WHAT NEEDS TO BE DONE
Among the entries below, find each line with "title" and show it.

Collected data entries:
..............................

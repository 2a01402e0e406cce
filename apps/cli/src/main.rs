mod flow;
mod progress;
mod prompt;

use anyhow::Result;
use clap::{Parser, Subcommand, ValueEnum};
use flow::{App, RunOptions};
use prompt::Prompter;
use rmcard_catalog::Backend;
use rmcard_config::JsonConfigStore;
use rmcard_core::{InventorySource, TargetCardSpec};
use rmcard_host_linux::{running_as_root, LinuxInventory};
use rmcard_provision::{BackendChoice, Vram};
use std::io;
use std::path::PathBuf;
use tracing::{debug, warn, Level};
use tracing_subscriber::{fmt, layer::SubscriberExt, util::SubscriberInitExt, EnvFilter};

/// Prepares RM-01 CFe-B cards from a master disk.
#[derive(Parser, Debug)]
#[command(name = "rmcard", version, about)]
struct Cli {
    /// Configuration file (defaults to the per-user config directory)
    #[arg(long, global = true, env = "RMCARD_CONFIG")]
    config: Option<PathBuf>,

    /// Log level (trace, debug, info, warn, error)
    #[arg(long, global = true, env = "RMCARD_LOG_LEVEL", default_value = "info")]
    log_level: String,

    /// Output logs as JSON
    #[arg(long, global = true, env = "RMCARD_LOG_JSON")]
    log_json: bool,

    #[command(subcommand)]
    command: Option<Command>,
}

#[derive(Subcommand, Debug)]
enum Command {
    /// Print the block device inventory as JSON
    Devices {
        #[arg(long)]
        pretty: bool,
    },
    /// Show the master disk and how each device classifies
    Detect,
    /// Record the master disk and scan its models
    Setup {
        /// Master disk root; detected or asked for when omitted
        #[arg(long)]
        disk: Option<PathBuf>,
    },
    /// List models found by the last setup
    Models {
        #[arg(long)]
        manufacturer: Option<String>,
    },
    /// Resolve the inference backend for a model name
    Backend {
        #[arg(long)]
        model: String,
        /// Use this manifest instead of the master disk and card
        #[arg(long)]
        manifest: Option<PathBuf>,
    },
    /// Provision the attached target card
    Run(RunArgs),
    /// Unmount the target card's partitions
    Unmount {
        /// Kernel device name; defaults to the last target card used
        #[arg(long)]
        device: Option<String>,
    },
}

#[derive(clap::Args, Debug)]
struct RunArgs {
    #[arg(long, value_enum)]
    backend: Option<BackendArg>,

    #[arg(long)]
    manufacturer: Option<String>,

    /// Model folder name or parsed model name
    #[arg(long)]
    model: Option<String>,

    /// VRAM size for dev-mode configs: 32G, 48G, 64G or 128G
    #[arg(long)]
    vram: Option<Vram>,

    /// Skip dev-mode configs
    #[arg(long, conflicts_with = "vram")]
    no_dev_config: bool,

    /// Also stage fused-MoE tuning configs
    #[arg(long, requires = "vram")]
    fused_moe: bool,

    /// Allow writing to non-removable media
    #[arg(long)]
    allow_fixed: bool,

    /// Write a run report bundle under this directory
    #[arg(long)]
    report_base: Option<PathBuf>,

    /// Unmount the card when finished
    #[arg(long)]
    unmount: bool,

    /// Do not ask; take defaults for anything not given
    #[arg(long, short = 'y')]
    yes: bool,
}

#[derive(Copy, Clone, Debug, ValueEnum)]
enum BackendArg {
    FlashAttention,
    FlashInfer,
    Auto,
}

impl From<BackendArg> for BackendChoice {
    fn from(arg: BackendArg) -> Self {
        match arg {
            BackendArg::FlashAttention => BackendChoice::Manual(Backend::FlashAttention),
            BackendArg::FlashInfer => BackendChoice::Manual(Backend::FlashInfer),
            BackendArg::Auto => BackendChoice::Auto,
        }
    }
}

impl From<RunArgs> for RunOptions {
    fn from(args: RunArgs) -> Self {
        RunOptions {
            backend: args.backend.map(BackendChoice::from),
            manufacturer: args.manufacturer,
            model: args.model,
            vram: args.vram,
            skip_dev_config: args.no_dev_config,
            fused_moe: args.fused_moe,
            allow_fixed: args.allow_fixed,
            report_base: args.report_base,
            unmount: args.unmount,
            assume_yes: args.yes,
        }
    }
}

fn main() -> Result<()> {
    let cli = Cli::parse();
    init_logging(&cli);
    if !running_as_root() {
        warn!("not running as root; writing the card or unmounting may fail, consider sudo");
    }

    let store = JsonConfigStore::locate(cli.config.as_deref());
    debug!(config = %store.path().display(), "configuration file");
    let inventory = LinuxInventory::default();

    if let Some(Command::Devices { pretty }) = &cli.command {
        let snapshot = inventory.snapshot()?;
        if *pretty {
            println!("{}", serde_json::to_string_pretty(&snapshot)?);
        } else {
            println!("{}", serde_json::to_string(&snapshot)?);
        }
        return Ok(());
    }

    let stdin = io::stdin();
    let mut input = stdin.lock();
    let mut output = io::stdout();
    let mut app = App {
        store: &store,
        inventory: &inventory,
        prompter: Prompter::new(&mut input, &mut output),
        spec: TargetCardSpec::default(),
    };

    match cli.command {
        None => app.menu(),
        Some(Command::Devices { .. }) => Ok(()),
        Some(Command::Detect) => app.detect(),
        Some(Command::Setup { disk }) => app.setup(disk).map(|_| ()),
        Some(Command::Models { manufacturer }) => app.models(manufacturer.as_deref()),
        Some(Command::Backend { model, manifest }) => app.backend(&model, manifest),
        Some(Command::Run(args)) => app.run(&RunOptions::from(args)),
        Some(Command::Unmount { device }) => app.unmount(device.as_deref()),
    }
}

/// Logs go to stderr so prompts and reports on stdout stay readable.
fn init_logging(cli: &Cli) {
    let level = match cli.log_level.to_lowercase().as_str() {
        "trace" => Level::TRACE,
        "debug" => Level::DEBUG,
        "info" => Level::INFO,
        "warn" => Level::WARN,
        "error" => Level::ERROR,
        _ => Level::INFO,
    };

    let filter = EnvFilter::from_default_env().add_directive(level.into());

    if cli.log_json {
        tracing_subscriber::registry()
            .with(filter)
            .with(fmt::layer().json().with_writer(io::stderr))
            .init();
    } else {
        tracing_subscriber::registry()
            .with(filter)
            .with(fmt::layer().with_target(false).with_writer(io::stderr))
            .init();
    }
}
use serde::Serialize;
use std::fs::{self, File};
use std::io::{self, BufReader, BufWriter, Read, Write};
use std::path::{Path, PathBuf};
use thiserror::Error;
use tracing::debug;
use walkdir::WalkDir;

const CHUNK_SIZE: usize = 1024 * 1024;

#[derive(Debug, Error)]
pub enum CopyError {
    #[error("source does not exist: {}", .path.display())]
    SourceMissing { path: PathBuf },

    #[error("{}: {source}", .path.display())]
    Io {
        path: PathBuf,
        #[source]
        source: io::Error,
    },

    #[error("walk source tree: {0}")]
    Walk(#[from] walkdir::Error),

    #[error("copy cancelled at {}", .path.display())]
    Cancelled { path: PathBuf },
}

#[derive(Debug, Clone, Copy, PartialEq, Eq)]
pub struct CopyProgress {
    pub bytes_copied: u64,
    pub total_bytes: u64,
    pub files_copied: usize,
    pub total_files: usize,
}

#[derive(Debug, Clone, Copy, Default, PartialEq, Eq, Serialize)]
pub struct CopyStats {
    pub files: usize,
    pub bytes: u64,
}

/// Receives byte-level progress. Returning `false` from `on_progress`
/// cancels the copy.
pub trait ProgressObserver {
    fn on_start(&mut self, _label: &str, _total_bytes: u64) {}
    fn on_progress(&mut self, progress: CopyProgress) -> bool;
    fn on_finish(&mut self, _stats: &CopyStats) {}
}

/// Observer that ignores progress.
#[derive(Debug, Default)]
pub struct Silent;

impl ProgressObserver for Silent {
    fn on_progress(&mut self, _progress: CopyProgress) -> bool {
        true
    }
}

struct PlannedFile {
    source: PathBuf,
    dest: PathBuf,
    size: u64,
}

/// Copies a file, or a directory tree, from `source` to `dest`. Existing
/// files at the destination are overwritten; nothing is removed.
pub fn copy_path(
    source: impl AsRef<Path>,
    dest: impl AsRef<Path>,
    label: &str,
    observer: &mut dyn ProgressObserver,
) -> Result<CopyStats, CopyError> {
    let source = source.as_ref();
    let dest = dest.as_ref();
    let metadata = fs::metadata(source).map_err(|err| match err.kind() {
        io::ErrorKind::NotFound => CopyError::SourceMissing {
            path: source.to_path_buf(),
        },
        _ => io_error(source, err),
    })?;

    let plan = if metadata.is_dir() {
        plan_tree(source, dest)?
    } else {
        vec![PlannedFile {
            source: source.to_path_buf(),
            dest: dest.to_path_buf(),
            size: metadata.len(),
        }]
    };

    let total_bytes = plan.iter().map(|file| file.size).sum();
    let mut progress = CopyProgress {
        bytes_copied: 0,
        total_bytes,
        files_copied: 0,
        total_files: plan.len(),
    };
    debug!(source = %source.display(), dest = %dest.display(), files = plan.len(), total_bytes, "copy start");
    observer.on_start(label, total_bytes);

    let mut buffer = vec![0u8; CHUNK_SIZE];
    for file in &plan {
        copy_file(file, &mut buffer, &mut progress, observer)?;
        progress.files_copied += 1;
    }

    let stats = CopyStats {
        files: progress.files_copied,
        bytes: progress.bytes_copied,
    };
    observer.on_finish(&stats);
    Ok(stats)
}

/// Like [`copy_path`], but removes whatever is at `dest` first.
pub fn replace_path(
    source: impl AsRef<Path>,
    dest: impl AsRef<Path>,
    label: &str,
    observer: &mut dyn ProgressObserver,
) -> Result<CopyStats, CopyError> {
    let source = source.as_ref();
    let dest = dest.as_ref();
    if !source.exists() {
        return Err(CopyError::SourceMissing {
            path: source.to_path_buf(),
        });
    }
    if let Ok(metadata) = fs::symlink_metadata(dest) {
        let removed = if metadata.is_dir() {
            fs::remove_dir_all(dest)
        } else {
            fs::remove_file(dest)
        };
        removed.map_err(|err| io_error(dest, err))?;
        debug!(dest = %dest.display(), "removed previous copy");
    }
    copy_path(source, dest, label, observer)
}

fn plan_tree(source: &Path, dest: &Path) -> Result<Vec<PlannedFile>, CopyError> {
    fs::create_dir_all(dest).map_err(|err| io_error(dest, err))?;
    let mut plan = Vec::new();
    // Linked files are copied as their contents; model downloads often
    // point into a blob store.
    for entry in WalkDir::new(source)
        .min_depth(1)
        .follow_links(true)
        .sort_by_file_name()
    {
        let entry = entry?;
        let relative = entry
            .path()
            .strip_prefix(source)
            .unwrap_or(entry.path());
        let target = dest.join(relative);
        if entry.file_type().is_dir() {
            fs::create_dir_all(&target).map_err(|err| io_error(&target, err))?;
        } else if entry.file_type().is_file() {
            let size = entry.metadata()?.len();
            plan.push(PlannedFile {
                source: entry.path().to_path_buf(),
                dest: target,
                size,
            });
        }
    }
    Ok(plan)
}

fn copy_file(
    file: &PlannedFile,
    buffer: &mut [u8],
    progress: &mut CopyProgress,
    observer: &mut dyn ProgressObserver,
) -> Result<(), CopyError> {
    if let Some(parent) = file.dest.parent() {
        fs::create_dir_all(parent).map_err(|err| io_error(parent, err))?;
    }
    let mut reader = BufReader::new(File::open(&file.source).map_err(|err| io_error(&file.source, err))?);
    let mut writer = BufWriter::new(File::create(&file.dest).map_err(|err| io_error(&file.dest, err))?);
    loop {
        let read = reader.read(buffer).map_err(|err| io_error(&file.source, err))?;
        if read == 0 {
            break;
        }
        writer
            .write_all(&buffer[..read])
            .map_err(|err| io_error(&file.dest, err))?;
        progress.bytes_copied += read as u64;
        if !observer.on_progress(*progress) {
            return Err(CopyError::Cancelled {
                path: file.source.clone(),
            });
        }
    }
    writer.flush().map_err(|err| io_error(&file.dest, err))?;
    Ok(())
}

fn io_error(path: &Path, source: io::Error) -> CopyError {
    CopyError::Io {
        path: path.to_path_buf(),
        source,
    }
}
//! Model catalog on the master disk: manufacturer buckets for model folders
//! and backend selection from the backend manifest.

pub mod backend;
pub mod manufacturer;

pub use backend::{
    auto_detect_backend, load_backend_manifest, manifest_locations, resolve_backend,
    resolve_backend_or_default, Backend, BackendManifest, BackendPatterns, DetectedBackend,
    ManifestError, AUTOSHELL_DIR, DEFAULT_BACKEND, MANIFEST_FILE,
};
pub use manufacturer::{
    classify_manufacturer, filter_by_manufacturer, manufacturer_choices, scan_models,
    KNOWN_MANUFACTURERS, MODELS_DIR, OTHERS, ZHIPU,
};
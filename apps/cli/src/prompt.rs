use anyhow::{anyhow, Result};
use std::io::{BufRead, Write};

/// Line-oriented question/answer over any reader and writer.
pub struct Prompter<'a> {
    input: &'a mut dyn BufRead,
    output: &'a mut dyn Write,
}

impl<'a> Prompter<'a> {
    pub fn new(input: &'a mut dyn BufRead, output: &'a mut dyn Write) -> Self {
        Self { input, output }
    }

    pub fn say(&mut self, message: impl AsRef<str>) -> Result<()> {
        writeln!(self.output, "{}", message.as_ref())?;
        Ok(())
    }

    fn read_answer(&mut self, prompt: &str) -> Result<String> {
        write!(self.output, "{}", prompt)?;
        self.output.flush()?;
        let mut line = String::new();
        if self.input.read_line(&mut line)? == 0 {
            return Err(anyhow!("input closed"));
        }
        Ok(line.trim().to_string())
    }

    pub fn line(&mut self, question: &str) -> Result<String> {
        self.say(question)?;
        self.read_answer("> ")
    }

    /// Numbered menu; returns the zero-based index of the choice.
    pub fn choose<S: AsRef<str>>(&mut self, title: &str, options: &[S]) -> Result<usize> {
        if options.is_empty() {
            return Err(anyhow!("nothing to choose for: {}", title));
        }
        self.say("")?;
        self.say(format!("=== {} ===", title))?;
        for (idx, option) in options.iter().enumerate() {
            self.say(format!("{}. {}", idx + 1, option.as_ref()))?;
        }
        let prompt = format!("Enter option (1-{}): ", options.len());
        loop {
            let answer = self.read_answer(&prompt)?;
            match answer.parse::<usize>() {
                Ok(choice) if (1..=options.len()).contains(&choice) => return Ok(choice - 1),
                _ => self.say(format!("Invalid choice, enter a number between 1 and {}", options.len()))?,
            }
        }
    }

    pub fn confirm(&mut self, question: &str) -> Result<bool> {
        self.say(question)?;
        loop {
            match self.read_answer("y/n: ")?.to_lowercase().as_str() {
                "y" | "yes" => return Ok(true),
                "n" | "no" => return Ok(false),
                _ => self.say("Please answer y or n")?,
            }
        }
    }
}

#[cfg(test)]
mod tests {
    use super::*;
    use std::io::Cursor;

    #[test]
    fn choose_retries_until_valid() {
        let mut input = Cursor::new("0\nabc\n2\n");
        let mut output = Vec::new();
        let mut prompter = Prompter::new(&mut input, &mut output);
        let choice = prompter.choose("Backend", &["FlashAttention", "FlashInfer"]).unwrap();
        assert_eq!(choice, 1);
        let text = String::from_utf8(output).unwrap();
        assert!(text.contains("=== Backend ==="));
        assert!(text.contains("2. FlashInfer"));
        assert_eq!(text.matches("Invalid choice").count(), 2);
    }

    #[test]
    fn confirm_accepts_words() {
        let mut input = Cursor::new("maybe\nYES\nno\n");
        let mut output = Vec::new();
        let mut prompter = Prompter::new(&mut input, &mut output);
        assert!(prompter.confirm("Continue?").unwrap());
        assert!(!prompter.confirm("Again?").unwrap());
    }

    #[test]
    fn closed_input_is_an_error() {
        let mut input = Cursor::new("");
        let mut output = Vec::new();
        let mut prompter = Prompter::new(&mut input, &mut output);
        assert!(prompter.line("Path?").is_err());
    }

    #[test]
    fn line_is_trimmed() {
        let mut input = Cursor::new("  /media/master  \n");
        let mut output = Vec::new();
        let mut prompter = Prompter::new(&mut input, &mut output);
        assert_eq!(prompter.line("Path?").unwrap(), "/media/master");
    }
}
use rmcard_core::BlockDevice;

#[derive(Debug, Clone, Default)]
pub struct SafetyContext {
    /// Card readers behind some bridges report fixed media.
    pub allow_non_removable: bool,
}

#[derive(Debug, Clone, PartialEq, Eq)]
pub enum SafetyDecision {
    Allow,
    Deny(String),
}

pub fn can_write_to_card(
    ctx: &SafetyContext,
    target: &BlockDevice,
    master_device: Option<&str>,
) -> SafetyDecision {
    if target.is_system_disk {
        return SafetyDecision::Deny(format!("Denied: {} holds the running system", target.name));
    }

    if master_device == Some(target.name.as_str()) {
        return SafetyDecision::Deny(format!("Denied: {} is the master disk", target.name));
    }

    if !target.removable && !ctx.allow_non_removable {
        return SafetyDecision::Deny(format!(
            "Denied: {} is not removable media (pass --allow-fixed to override)",
            target.name
        ));
    }

    SafetyDecision::Allow
}

#[cfg(test)]
mod tests {
    use super::*;

    fn target(removable: bool, is_system_disk: bool) -> BlockDevice {
        BlockDevice {
            name: "sdb".to_string(),
            model: "reader".to_string(),
            size_bytes: 0,
            removable,
            is_system_disk,
            partitions: Vec::new(),
        }
    }

    #[test]
    fn denies_system_disk() {
        let ctx = SafetyContext {
            allow_non_removable: true,
        };
        assert!(matches!(
            can_write_to_card(&ctx, &target(true, true), None),
            SafetyDecision::Deny(_)
        ));
    }

    #[test]
    fn denies_master_disk() {
        assert!(matches!(
            can_write_to_card(&SafetyContext::default(), &target(true, false), Some("sdb")),
            SafetyDecision::Deny(_)
        ));
    }

    #[test]
    fn denies_fixed_media_without_override() {
        assert!(matches!(
            can_write_to_card(&SafetyContext::default(), &target(false, false), Some("sdc")),
            SafetyDecision::Deny(_)
        ));
    }

    #[test]
    fn allows_fixed_media_with_override() {
        let ctx = SafetyContext {
            allow_non_removable: true,
        };
        assert_eq!(
            can_write_to_card(&ctx, &target(false, false), None),
            SafetyDecision::Allow
        );
    }

    #[test]
    fn allows_removable_card() {
        assert_eq!(
            can_write_to_card(&SafetyContext::default(), &target(true, false), Some("sdc")),
            SafetyDecision::Allow
        );
    }
}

..............................

REPLY
    pub fn choose<S: AsRef<str>>(&mut self, title: &str, options: &[S]) -> Result<usize> {
            return Err(anyhow!("nothing to choose for: {}", title));
        self.say(format!("=== {} ===", title))?;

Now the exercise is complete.